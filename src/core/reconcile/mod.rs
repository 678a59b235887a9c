//! Reconciliation orchestration
//!
//! [`ReconciliationCoordinator::run`] turns a [`ComparisonJob`] into a
//! [`RunOutput`]: the [`RunSummary`] plus the full mismatch list.
//!
//! # Example
//!
//! ```rust,no_run
//! use std::sync::Arc;
//! use tally::adapters::storage::LocalObjectStore;
//! use tally::core::reconcile::{ComparisonJob, ReconciliationCoordinator};
//! use tokio::sync::watch;
//!
//! # async fn example() -> tally::domain::Result<()> {
//! let store = Arc::new(LocalObjectStore::new("/data"));
//! let (_shutdown_tx, shutdown_rx) = watch::channel(false);
//!
//! let job = ComparisonJob::new(
//!     "landing/org1/source.txt".parse().unwrap(),
//!     "landing/org1/target.json".parse().unwrap(),
//! );
//! let output = ReconciliationCoordinator::new(store, shutdown_rx).run(&job).await?;
//! println!("completeness: {:.2}%", output.summary.completeness_percentage);
//! # Ok(())
//! # }
//! ```

pub mod coordinator;
pub mod job;
pub mod pairing;
pub mod summary;

pub use coordinator::ReconciliationCoordinator;
pub use job::{ComparisonJob, DEFAULT_BATCH_SIZE, DEFAULT_DELIMITER, DEFAULT_WORKER_COUNT};
pub use pairing::{BatchPair, PairingReport};
pub use summary::{
    completeness_percentage, BatchError, BatchOutcome, BatchSide, RunAccumulator, RunOutput,
    RunSummary,
};
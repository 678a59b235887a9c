//! Configuration management for Tally.
//!
//! Tally reads a TOML file (by default `tally.toml`) with support for:
//! - Environment variable substitution (`${VAR_NAME}`)
//! - `TALLY_<SECTION>_<KEY>` overrides applied after parsing
//! - Default values for everything except the input objects
//! - Validation on load
//!
//! # Example Configuration
//!
//! ```toml
//! [application]
//! log_level = "info"
//!
//! [source]
//! bucket = "landing"
//! path = "extracts/customers.txt"
//!
//! [target]
//! bucket = "landing"
//! path = "extracts/customers.json"
//!
//! [engine]
//! batch_size = 100000
//! worker_count = 4
//! delimiter = "|"
//!
//! [storage]
//! backend = "http"
//! base_url = "https://objects.example.com/v1"
//! token = "${TALLY_STORAGE_TOKEN}"
//! ```
//!
//! # Sections
//!
//! - [`ApplicationConfig`] - log level
//! - [`InputConfig`] - source and target object locations
//! - [`EngineConfig`] - batch size, worker pool, delimiter, run timeout
//! - [`StorageConfig`] - object storage backend
//! - [`ReportConfig`] - where summaries and mismatch tables are written
//! - [`TriggerConfig`] - upload notification handling
//! - [`LoggingConfig`] - local log files

pub mod loader;
pub mod schema;
pub mod secret;

pub use loader::{load_config, parse_config};
pub use schema::{
    parse_delimiter, ApplicationConfig, EngineConfig, InputConfig, LoggingConfig, ReportConfig,
    StorageBackend, StorageConfig, TallyConfig, TriggerConfig,
};
pub use secret::{secret_string, SecretString, SecretValue};
//! Object storage abstraction
//!
//! This module defines the trait that storage backends implement to serve
//! input extracts and receive reports.

use crate::core::reader::ByteStream;
use crate::domain::{Location, Result, TallyError};
use async_trait::async_trait;
use std::io::Read;

/// Bucket/path addressed object storage
///
/// `open` hands back a synchronous byte stream because the readers run on a
/// blocking thread. Backends must not buffer a whole object in memory to
/// satisfy it.
#[async_trait]
pub trait ObjectStore: Send + Sync {
    /// Short backend name for logs
    fn backend_name(&self) -> &'static str;

    /// Open an object for sequential reading
    ///
    /// # Errors
    ///
    /// Returns [`TallyError::Storage`] if the object does not exist or cannot
    /// be read.
    async fn open(&self, location: &Location) -> Result<ByteStream>;

    /// Create or replace an object
    ///
    /// # Errors
    ///
    /// Returns [`TallyError::Storage`] if the object cannot be written.
    async fn write(&self, location: &Location, contents: Vec<u8>) -> Result<()>;

    /// Whether an object exists
    async fn exists(&self, location: &Location) -> Result<bool>;

    /// Read a whole object into memory
    ///
    /// Meant for small objects such as reports.
    async fn read_all(&self, location: &Location) -> Result<Vec<u8>> {
        let mut stream = self.open(location).await?;
        tokio::task::spawn_blocking(move || {
            let mut buf = Vec::new();
            stream.read_to_end(&mut buf).map(|_| buf)
        })
        .await
        .map_err(|e| TallyError::Storage(format!("Read task failed: {e}")))?
        .map_err(|e| TallyError::Storage(format!("Failed to read {location}: {e}")))
    }
}
//! Progress reporting for reconciliation runs
//!
//! The coordinator emits its lifecycle through a [`RunReporter`]. The default
//! [`TracingReporter`] turns each event into a structured tracing record; tests
//! and embedders can inject their own.

use crate::core::reconcile::{BatchError, ComparisonJob, RunSummary};
use crate::core::compare::BatchResult;
use uuid::Uuid;

/// Observer of one reconciliation run
///
/// Callbacks for a run arrive from the single aggregating task, in completion
/// order, so implementations need no ordering logic of their own.
pub trait RunReporter: Send + Sync {
    /// Both inputs opened and the run is about to start
    fn run_started(&self, run_id: Uuid, job: &ComparisonJob);

    /// One batch pair has been compared
    fn batch_completed(&self, result: &BatchResult);

    /// One batch position could not be compared
    fn batch_failed(&self, error: &BatchError);

    /// The run has finished, normally or after an interruption
    fn run_completed(&self, summary: &RunSummary);
}

/// Reporter that logs through `tracing`
#[derive(Debug, Default, Clone, Copy)]
pub struct TracingReporter;

impl RunReporter for TracingReporter {
    fn run_started(&self, run_id: Uuid, job: &ComparisonJob) {
        tracing::info!(
            run_id = %run_id,
            source = %job.source(),
            target = %job.target(),
            batch_size = job.batch_size(),
            worker_count = job.worker_count(),
            "Starting reconciliation run"
        );
    }

    fn batch_completed(&self, result: &BatchResult) {
        tracing::debug!(
            batch = result.batch_sequence,
            source_rows = result.source_row_count,
            target_rows = result.target_row_count,
            mismatches = result.mismatch_count(),
            "Batch compared"
        );
    }

    fn batch_failed(&self, error: &BatchError) {
        tracing::warn!(
            batch = error.batch_sequence,
            side = %error.side,
            error = %error.message,
            "Batch skipped"
        );
    }

    fn run_completed(&self, summary: &RunSummary) {
        summary.log_summary();
    }
}
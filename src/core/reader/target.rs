//! Chunked reader for newline-delimited JSON target extracts
//!
//! Each non-blank line consumes one slot of the current batch. Lines that are
//! not a JSON object are skipped and counted, so a batch holding a bad line
//! comes out one row short of the nominal size.

use crate::domain::{Batch, Result, TallyError};
use serde_json::Value;
use std::io::BufRead;

/// Lazy, non-restartable iterator of target batches
///
/// Only the batch being filled is buffered.
///
/// # Example
///
/// ```
/// use tally::core::reader::NdjsonBatchReader;
///
/// let data = "{\"ID\":\"1\"}\nnot json\n{\"ID\":\"3\"}\n";
/// let mut reader = NdjsonBatchReader::new(data.as_bytes(), 10);
/// let batch = reader.next().unwrap().unwrap();
///
/// assert_eq!(batch.len(), 2);
/// assert_eq!(reader.parse_errors(), 1);
/// ```
pub struct NdjsonBatchReader<R: BufRead> {
    reader: R,
    buffer: Vec<u8>,
    batch_size: usize,
    next_sequence: u64,
    line: u64,
    rows_read: u64,
    parse_errors: u64,
    pending_error: Option<TallyError>,
    finished: bool,
}

impl<R: BufRead> NdjsonBatchReader<R> {
    /// Create a reader producing batches of up to `batch_size` records
    ///
    /// A `batch_size` of zero is treated as one.
    pub fn new(reader: R, batch_size: usize) -> Self {
        Self {
            reader,
            buffer: Vec::new(),
            batch_size: batch_size.max(1),
            next_sequence: 0,
            line: 0,
            rows_read: 0,
            parse_errors: 0,
            pending_error: None,
            finished: false,
        }
    }

    /// Records successfully parsed so far
    pub fn rows_read(&self) -> u64 {
        self.rows_read
    }

    /// Lines skipped as malformed so far
    pub fn parse_errors(&self) -> u64 {
        self.parse_errors
    }

    fn fill_batch(&mut self, batch: &mut Batch) {
        let mut consumed = 0;

        while consumed < self.batch_size {
            self.buffer.clear();
            match self.reader.read_until(b'\n', &mut self.buffer) {
                Ok(0) => {
                    self.finished = true;
                    return;
                }
                Ok(_) => self.line += 1,
                Err(e) => {
                    self.pending_error = Some(TallyError::Io(format!(
                        "Target stream failed after line {}: {e}",
                        self.line
                    )));
                    self.finished = true;
                    return;
                }
            }

            let text = match std::str::from_utf8(&self.buffer) {
                Ok(text) => text.trim(),
                Err(e) => {
                    consumed += 1;
                    self.skip(batch, format!("invalid UTF-8: {e}"));
                    continue;
                }
            };

            if text.is_empty() {
                continue;
            }
            consumed += 1;

            match serde_json::from_str::<Value>(text) {
                Ok(Value::Object(map)) => {
                    batch.push_record(map.into_iter().map(|(k, v)| (k, stringify_value(v))));
                    self.rows_read += 1;
                }
                Ok(other) => {
                    let kind = json_kind(&other);
                    self.skip(batch, format!("expected a JSON object, found {kind}"));
                }
                Err(e) => self.skip(batch, e.to_string()),
            }
        }
    }

    fn skip(&mut self, batch: &mut Batch, message: String) {
        let error = TallyError::RowParse {
            line: self.line,
            message,
        };
        tracing::debug!(error = %error, "Skipping malformed target line");
        self.parse_errors += 1;
        batch.add_skipped(1);
    }
}

impl<R: BufRead> Iterator for NdjsonBatchReader<R> {
    type Item = Result<Batch>;

    fn next(&mut self) -> Option<Self::Item> {
        if let Some(error) = self.pending_error.take() {
            return Some(Err(error));
        }
        if self.finished {
            return None;
        }

        let mut batch = Batch::new(self.next_sequence);
        self.fill_batch(&mut batch);

        if batch.is_empty() && self.finished {
            return self.pending_error.take().map(Err);
        }

        self.next_sequence += 1;
        Some(Ok(batch))
    }
}

/// Canonical string form of a JSON value
///
/// Strings are taken verbatim, numbers and booleans by their JSON text, `null`
/// becomes the empty string, and arrays and objects are rendered as compact
/// JSON. No numeric normalization happens, so `10` and `10.0` stay distinct.
pub fn stringify_value(value: Value) -> String {
    match value {
        Value::String(s) => s,
        Value::Null => String::new(),
        Value::Bool(b) => b.to_string(),
        Value::Number(n) => n.to_string(),
        other => other.to_string(),
    }
}

fn json_kind(value: &Value) -> &'static str {
    match value {
        Value::Null => "null",
        Value::Bool(_) => "a boolean",
        Value::Number(_) => "a number",
        Value::String(_) => "a string",
        Value::Array(_) => "an array",
        Value::Object(_) => "an object",
    }
}
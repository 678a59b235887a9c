//! Filesystem-backed object storage
//!
//! Each bucket is a directory under a root; object paths map to relative file
//! paths inside it.

use crate::adapters::storage::ObjectStore;
use crate::core::reader::ByteStream;
use crate::domain::{Location, Result, TallyError};
use async_trait::async_trait;
use std::path::{Component, Path, PathBuf};

/// Object store over a local directory tree
#[derive(Debug, Clone)]
pub struct LocalObjectStore {
    root: PathBuf,
}

impl LocalObjectStore {
    /// Create a store rooted at `root`
    pub fn new(root: impl Into<PathBuf>) -> Self {
        Self { root: root.into() }
    }

    /// Root directory
    pub fn root(&self) -> &Path {
        &self.root
    }

    /// Filesystem path for a location
    ///
    /// Paths that would escape the bucket directory are rejected.
    pub fn resolve(&self, location: &Location) -> Result<PathBuf> {
        let relative = Path::new(location.path());
        let escapes = relative
            .components()
            .any(|c| !matches!(c, Component::Normal(_) | Component::CurDir));
        if escapes || location.bucket() == ".." || location.bucket() == "." {
            return Err(TallyError::Storage(format!(
                "Object path escapes its bucket: {location}"
            )));
        }
        Ok(self.root.join(location.bucket()).join(relative))
    }
}

#[async_trait]
impl ObjectStore for LocalObjectStore {
    fn backend_name(&self) -> &'static str {
        "local"
    }

    async fn open(&self, location: &Location) -> Result<ByteStream> {
        let path = self.resolve(location)?;
        let file = tokio::fs::File::open(&path).await.map_err(|e| {
            TallyError::Storage(format!("Failed to open {}: {}", path.display(), e))
        })?;

        tracing::debug!(location = %location, path = %path.display(), "Opened local object");
        Ok(Box::new(file.into_std().await))
    }

    async fn write(&self, location: &Location, contents: Vec<u8>) -> Result<()> {
        let path = self.resolve(location)?;
        if let Some(parent) = path.parent() {
            tokio::fs::create_dir_all(parent).await.map_err(|e| {
                TallyError::Storage(format!(
                    "Failed to create directory {}: {}",
                    parent.display(),
                    e
                ))
            })?;
        }

        let size = contents.len();
        tokio::fs::write(&path, contents).await.map_err(|e| {
            TallyError::Storage(format!("Failed to write {}: {}", path.display(), e))
        })?;

        tracing::debug!(location = %location, bytes = size, "Wrote local object");
        Ok(())
    }

    async fn exists(&self, location: &Location) -> Result<bool> {
        let path = self.resolve(location)?;
        tokio::fs::try_exists(&path).await.map_err(|e| {
            TallyError::Storage(format!("Failed to stat {}: {}", path.display(), e))
        })
    }
}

**********

WHAT TO PRODUCE.
Reproduce the lines from the one containing "let size = contents.len();" to the end of the entries, keeping both ends and adding nothing.

EXERCISE OUTPUT.
        let size = contents.len();
        tokio::fs::write(&path, contents).await.map_err(|e| {
            TallyError::Storage(format!("Failed to write {}: {}", path.display(), e))
        })?;

        tracing::debug!(location = %location, bytes = size, "Wrote local object");
        Ok(())
    }

    async fn exists(&self, location: &Location) -> Result<bool> {
        let path = self.resolve(location)?;
        tokio::fs::try_exists(&path).await.map_err(|e| {
            TallyError::Storage(format!("Failed to stat {}: {}", path.display(), e))
        })
    }
}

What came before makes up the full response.